The human body can easily handle 2 g's. You get more than that jogging, or just hopping up and down in place. There are women my height who weight twice what I do and function just fine, and some who are three or four times my size and, while not operating just fine, are still alive and able to walk and move about.
This is what I think would happen, based on an admittedly limited knowledge of fitness training and having read a lot of science fiction.
Assuming your heart was healthy to begin with, you'd become stronger in an absolute sense, but would be weaker in a relative sense. You'd tire after a shorter period of time, impact excercises would have a much greater potential for damaging your joints.
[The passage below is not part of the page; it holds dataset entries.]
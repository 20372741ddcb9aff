//! Session context: bearer credentials plus the operator's theme preference.
//!
//! One `SessionContext` is created at startup, shared by reference with every
//! component that needs it, and torn down by `logout`. Token issuance and
//! expiry belong to the backend's auth service; this side only stores what
//! login hands back and attaches it to requests.

use chrono::{DateTime, TimeZone, Utc};
use jsonwebtoken::{decode, Algorithm, DecodingKey, Validation};
use reqwest::Client;
use serde::{Deserialize, Serialize};
use serde_json::{json, Value};
use tokio::sync::RwLock;
use url::Url;

use crate::error::ClientError;

const LOGIN_PATH: &str = "login/";

#[derive(Debug, Clone, PartialEq, Serialize, Deserialize)]
pub struct Credentials {
    pub access: String,
    pub refresh: Option<String>,
    pub username: Option<String>,
}

#[derive(Debug, Clone, Copy, PartialEq, Eq, Serialize, Deserialize, Default)]
#[serde(rename_all = "lowercase")]
pub enum Theme {
    #[default]
    Dark,
    Light,
}

impl Theme {
    pub fn toggled(self) -> Self {
        match self {
            Theme::Dark => Theme::Light,
            Theme::Light => Theme::Dark,
        }
    }
}

#[derive(Debug, thiserror::Error)]
pub enum AuthError {
    #[error("Invalid credentials. Access denied.")]
    InvalidCredentials,

    #[error("Login response did not contain an access token")]
    MissingToken,

    #[error(transparent)]
    Client(#[from] ClientError),
}

/// Claims read from the access token for display only; the signature is not checked
#[derive(Debug, Clone, Default, Serialize, Deserialize)]
pub struct TokenClaims {
    #[serde(default)]
    pub user_id: Option<Value>,
    #[serde(default)]
    pub username: Option<String>,
    #[serde(default)]
    pub token_type: Option<String>,
    #[serde(default)]
    pub exp: Option<i64>,
}

impl TokenClaims {
    pub fn decode_unverified(token: &str) -> Option<Self> {
        let mut validation = Validation::new(Algorithm::HS256);
        validation.insecure_disable_signature_validation();
        validation.validate_exp = false;
        validation.validate_aud = false;
        validation.required_spec_claims.clear();

        decode::<TokenClaims>(token, &DecodingKey::from_secret(&[]), &validation)
            .map(|data| data.claims)
            .map_err(|e| tracing::debug!("Could not read token claims: {}", e))
            .ok()
    }

    pub fn expires_at(&self) -> Option<DateTime<Utc>> {
        self.exp.and_then(|ts| Utc.timestamp_opt(ts, 0).single())
    }

    pub fn is_expired_at(&self, now: DateTime<Utc>) -> bool {
        self.expires_at().map(|exp| exp <= now).unwrap_or(false)
    }
}

#[derive(Debug, Default)]
pub struct SessionContext {
    credentials: RwLock<Option<Credentials>>,
    theme: RwLock<Theme>,
}

impl SessionContext {
    pub fn new(credentials: Option<Credentials>, theme: Theme) -> Self {
        Self {
            credentials: RwLock::new(credentials),
            theme: RwLock::new(theme),
        }
    }

    pub async fn bearer(&self) -> Option<String> {
        self.credentials.read().await.as_ref().map(|c| c.access.clone())
    }

    pub async fn credentials(&self) -> Option<Credentials> {
        self.credentials.read().await.clone()
    }

    pub async fn is_authenticated(&self) -> bool {
        self.credentials.read().await.is_some()
    }

    pub async fn sign_in(&self, credentials: Credentials) {
        tracing::info!(
            "Signed in{}",
            credentials.username.as_deref().map(|u| format!(" as {}", u)).unwrap_or_default()
        );
        *self.credentials.write().await = Some(credentials);
    }

    /// Teardown: drop the credential pair. Theme survives logout.
    pub async fn logout(&self) {
        *self.credentials.write().await = None;
        tracing::info!("Signed out");
    }

    pub async fn claims(&self) -> Option<TokenClaims> {
        let token = self.bearer().await?;
        TokenClaims::decode_unverified(&token)
    }

    pub async fn theme(&self) -> Theme {
        *self.theme.read().await
    }

    pub async fn toggle_theme(&self) -> Theme {
        let mut theme = self.theme.write().await;
        *theme = theme.toggled();
        *theme
    }
}

/// Exchange username/password for an access/refresh pair.
///
/// The backend answers `{ "code": "LOGIN_SUCCESS", "data": { "access", "refresh" } }`;
/// a bare `{ "access", "refresh" }` body is accepted as well.
pub async fn login(http: &Client, base_url: &Url, username: &str, password: &str) -> Result<Credentials, AuthError> {
    let url = base_url
        .join(LOGIN_PATH)
        .map_err(|e| ClientError::transport(format!("invalid login URL: {}", e)))?;

    let response = http
        .post(url)
        .json(&json!({ "username": username, "password": password }))
        .send()
        .await
        .map_err(ClientError::from)?;

    let status = response.status();
    if status.as_u16() == 400 || status.as_u16() == 401 || status.as_u16() == 403 {
        return Err(AuthError::InvalidCredentials);
    }

    let body: Value = response.json().await.map_err(ClientError::from)?;
    if !status.is_success() {
        return Err(ClientError::from_status(status.as_u16(), Some(&body), status.canonical_reason()).into());
    }

    credentials_from_body(&body, username).ok_or(AuthError::MissingToken)
}

fn credentials_from_body(body: &Value, username: &str) -> Option<Credentials> {
    let tokens = match body.get("data") {
        Some(data @ Value::Object(_)) => data,
        _ => body,
    };
    let access = tokens.get("access").and_then(Value::as_str)?.to_string();
    let refresh = tokens.get("refresh").and_then(Value::as_str).map(str::to_string);
    Some(Credentials {
        access,
        refresh,
        username: Some(username.to_string()),
    })
}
Your heart, assuming it began healthy, would be fine initially and would readily adapt to the point that, after a long enough period of time, you'd have a heart with Lance Armstrong capacity.
Upon returning, you'd have a body that wouldn't necessarily look much different, but would be much more efficient in terms of how much muscular endurance you had, like someone whose been training in aerobic excercises at a high intensity for a very long period of time. You'd be more muscular, but it would be in the form of longer, leaner, possibly more dense muscles, like someone doing low intensity, high repetition excercises. Think dancer or swimmer rather than bodybuilder, unless of course you made a concerted effort to do build muscle mass.
It would be a lot like altitude training which affected the whole body rather than just aerobic capacity.